From the entries below, return every line that includes the word "accepted".

____ RAW DATA

//! RGB triplet and hex-code conversion, plus linear color mixing.
//!
//! Colors are handled in two interchangeable representations:
//!
//! - a **color array**: exactly three channel values in (red, green, blue)
//!   order, each in the range 0 to 255, and
//! - a **hex code**: six lowercase hex digits with an optional leading `#`,
//!   two digits per channel.
//!
//! Channel inputs are `f64` rather than `u8`: any numeric value in
//! `[0, 256)` is accepted, including fractional ones. Validated outputs
//! always fit 8 bits, so conversion and mixing results are `[u8; 3]`.
//!
//! # Mixing
//!
//! [`mix_by_array`] and friends interpolate per channel:
//! `round(color2 * (1 - alpha) + color1 * alpha)`. Note that `alpha` is the
//! weight of the *first* color, which is inverted from the usual
//! alpha-blending convention where alpha belongs to the overlay drawn over
//! a background.
//!
//! # Examples
//!
//! ```
//! use colormix::{arr_to_hex, hex_to_arr, mix_by_hex};
//!
//! let hex = arr_to_hex(&[255.0, 0.0, 128.0], true).unwrap();
//! assert_eq!(hex, "#ff0080");
//!
//! let arr = hex_to_arr("#ff0080").unwrap();
//! assert_eq!(arr, [255, 0, 128]);
//!
//! // Even mix of white and black.
//! let gray = mix_by_hex("#ffffff", "#000000", 0.5).unwrap();
//! assert_eq!(gray, [128, 128, 128]);
//! ```

use crate::error::{ColorError, Result};

/// The conventional mixing weight: both colors contribute equally.
pub const DEFAULT_ALPHA: f64 = 0.5;

// ============================================================================
// Validators
// ============================================================================

/// Returns whether `alpha` is a valid mixing weight (0 to 1 inclusive).
#[inline]
pub fn is_valid_alpha(alpha: f64) -> bool {
    (0.0..=1.0).contains(&alpha)
}

/// Returns whether `values` has exactly three elements.
///
/// Element values are not checked here; see [`is_valid_value`].
#[inline]
pub fn is_valid_arr(values: &[f64]) -> bool {
    values.len() == 3
}

/// Returns whether `hex` is a valid six-digit hex code.
///
/// The leading `#` is optional; the remaining string must be exactly six
/// ASCII hex digits.
///
/// # Examples
///
/// ```
/// use colormix::is_valid_hex;
///
/// assert!(is_valid_hex("FFAABB"));
/// assert!(is_valid_hex("#ff0080"));
/// assert!(!is_valid_hex("GGAABB"));
/// assert!(!is_valid_hex("#FFF"));
/// ```
#[inline]
pub fn is_valid_hex(hex: &str) -> bool {
    let digits = hex.strip_prefix('#').unwrap_or(hex);
    digits.len() == 6 && digits.chars().all(|c| c.is_ascii_hexdigit())
}

/// Returns whether `value` is a valid channel intensity (0 to 255).
///
/// No integer constraint is applied: fractional values inside the range
/// are accepted.
#[inline]
pub fn is_valid_value(value: f64) -> bool {
    value >= 0.0 && value < 256.0
}

/// Validates a color array: length first, then each channel value.
fn validate_channels(values: &[f64]) -> Result<()> {
    if !is_valid_arr(values) {
        return Err(ColorError::InvalidArrayLength(values.len()));
    }
    for &value in values {
        if !is_valid_value(value) {
            return Err(ColorError::InvalidValue(value));
        }
    }
    Ok(())
}

// ============================================================================
// Formatters
// ============================================================================

/// Left-pads `value` with a single `'0'` and keeps the last two characters.
///
/// Guarantees a two-character result for any one- or two-character hex
/// digit string. Longer inputs are truncated to their last two characters,
/// not rejected.
///
/// # Examples
///
/// ```
/// use colormix::add_zero;
///
/// assert_eq!(add_zero("f"), "0f");
/// assert_eq!(add_zero("ff"), "ff");
/// assert_eq!(add_zero("abc"), "bc");
/// ```
pub fn add_zero(value: &str) -> String {
    let padded: Vec<char> = format!("0{value}").chars().collect();
    padded[padded.len().saturating_sub(2)..].iter().collect()
}

/// Converts three channel values to a hex code.
///
/// Each channel is validated via [`is_valid_value`] and formatted as two
/// lowercase hex digits (fractional channels truncate toward zero). The
/// result is prefixed with `#` iff `include_hash` is true.
///
/// # Examples
///
/// ```
/// use colormix::values_to_hex;
///
/// assert_eq!(values_to_hex(255.0, 0.0, 128.0, true).unwrap(), "#ff0080");
/// assert_eq!(values_to_hex(255.0, 0.0, 128.0, false).unwrap(), "ff0080");
/// ```
pub fn values_to_hex(r: f64, g: f64, b: f64, include_hash: bool) -> Result<String> {
    for value in [r, g, b] {
        if !is_valid_value(value) {
            return Err(ColorError::InvalidValue(value));
        }
    }

    let hash = if include_hash { "#" } else { "" };
    Ok(format!(
        "{hash}{}{}{}",
        add_zero(&format!("{:x}", r as u32)),
        add_zero(&format!("{:x}", g as u32)),
        add_zero(&format!("{:x}", b as u32)),
    ))
}

/// Converts a color array to a hex code.
///
/// Fails with [`ColorError::InvalidArrayLength`] if `values` is not exactly
/// three elements, or [`ColorError::InvalidValue`] if any element is out of
/// range; otherwise delegates to [`values_to_hex`].
pub fn arr_to_hex(values: &[f64], include_hash: bool) -> Result<String> {
    validate_channels(values)?;
    values_to_hex(values[0], values[1], values[2], include_hash)
}

/// Converts a hex code to a color array.
///
/// Fails with [`ColorError::InvalidHex`] if `hex` is not a valid six-digit
/// hex code (see [`is_valid_hex`]). The leading `#` is optional.
///
/// # Examples
///
/// ```
/// use colormix::hex_to_arr;
///
/// assert_eq!(hex_to_arr("#ff0080").unwrap(), [255, 0, 128]);
/// assert_eq!(hex_to_arr("ff0080").unwrap(), [255, 0, 128]);
/// ```
pub fn hex_to_arr(hex: &str) -> Result<[u8; 3]> {
    if !is_valid_hex(hex) {
        return Err(ColorError::InvalidHex(hex.to_string()));
    }

    let digits = hex.strip_prefix('#').unwrap_or(hex);
    let mut channels = [0u8; 3];
    for (i, channel) in channels.iter_mut().enumerate() {
        // Unreachable after validation; fall back to 0 rather than panic.
        *channel = u8::from_str_radix(&digits[i * 2..i * 2 + 2], 16).unwrap_or(0);
    }
    Ok(channels)
}

// ============================================================================
// Mixers
// ============================================================================

/// Mixes two color arrays, weighting the *first* color by `alpha`.
///
/// Per channel the result is `round(color2 * (1 - alpha) + color1 * alpha)`,
/// rounding half away from zero. `alpha` is the weight of `color1`, which
/// is inverted from the usual alpha-blending convention.
///
/// Both arrays are validated (length, then each channel) and `alpha` must
/// be in 0 to 1. The result is a convex combination of in-range values, so
/// every channel stays within 0 to 255.
///
/// # Examples
///
/// ```
/// use colormix::{mix_by_array, DEFAULT_ALPHA};
///
/// let white = [255.0, 255.0, 255.0];
/// let black = [0.0, 0.0, 0.0];
///
/// assert_eq!(mix_by_array(&white, &black, DEFAULT_ALPHA).unwrap(), [128, 128, 128]);
/// assert_eq!(mix_by_array(&white, &black, 1.0).unwrap(), [255, 255, 255]);
/// assert_eq!(mix_by_array(&white, &black, 0.0).unwrap(), [0, 0, 0]);
/// ```
pub fn mix_by_array(color1: &[f64], color2: &[f64], alpha: f64) -> Result<[u8; 3]> {
    validate_channels(color1)?;
    validate_channels(color2)?;
    if !is_valid_alpha(alpha) {
        return Err(ColorError::InvalidAlpha(alpha));
    }

    let mut mixed = [0u8; 3];
    for (i, channel) in mixed.iter_mut().enumerate() {
        *channel = (color2[i] * (1.0 - alpha) + color1[i] * alpha).round() as u8;
    }
    Ok(mixed)
}

/// Mixes two hex codes, weighting the *first* color by `alpha`.
///
/// Both codes are converted via [`hex_to_arr`] (propagating
/// [`ColorError::InvalidHex`]), then mixed with [`mix_by_array`].
pub fn mix_by_hex(hex1: &str, hex2: &str, alpha: f64) -> Result<[u8; 3]> {
    let color1 = hex_to_arr(hex1)?.map(f64::from);
    let color2 = hex_to_arr(hex2)?.map(f64::from);
    mix_by_array(&color1, &color2, alpha)
}

/// Mixes two colors given as channel triples, weighting the first by `alpha`.
#[allow(clippy::too_many_arguments)]
pub fn mix_by_value(
    r1: f64,
    g1: f64,
    b1: f64,
    r2: f64,
    g2: f64,
    b2: f64,
    alpha: f64,
) -> Result<[u8; 3]> {
    mix_by_array(&[r1, g1, b1], &[r2, g2, b2], alpha)
}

________

_WRITTEN REPLY_
//! `[0, 256)` is accepted, including fractional ones. Validated outputs
/// are accepted.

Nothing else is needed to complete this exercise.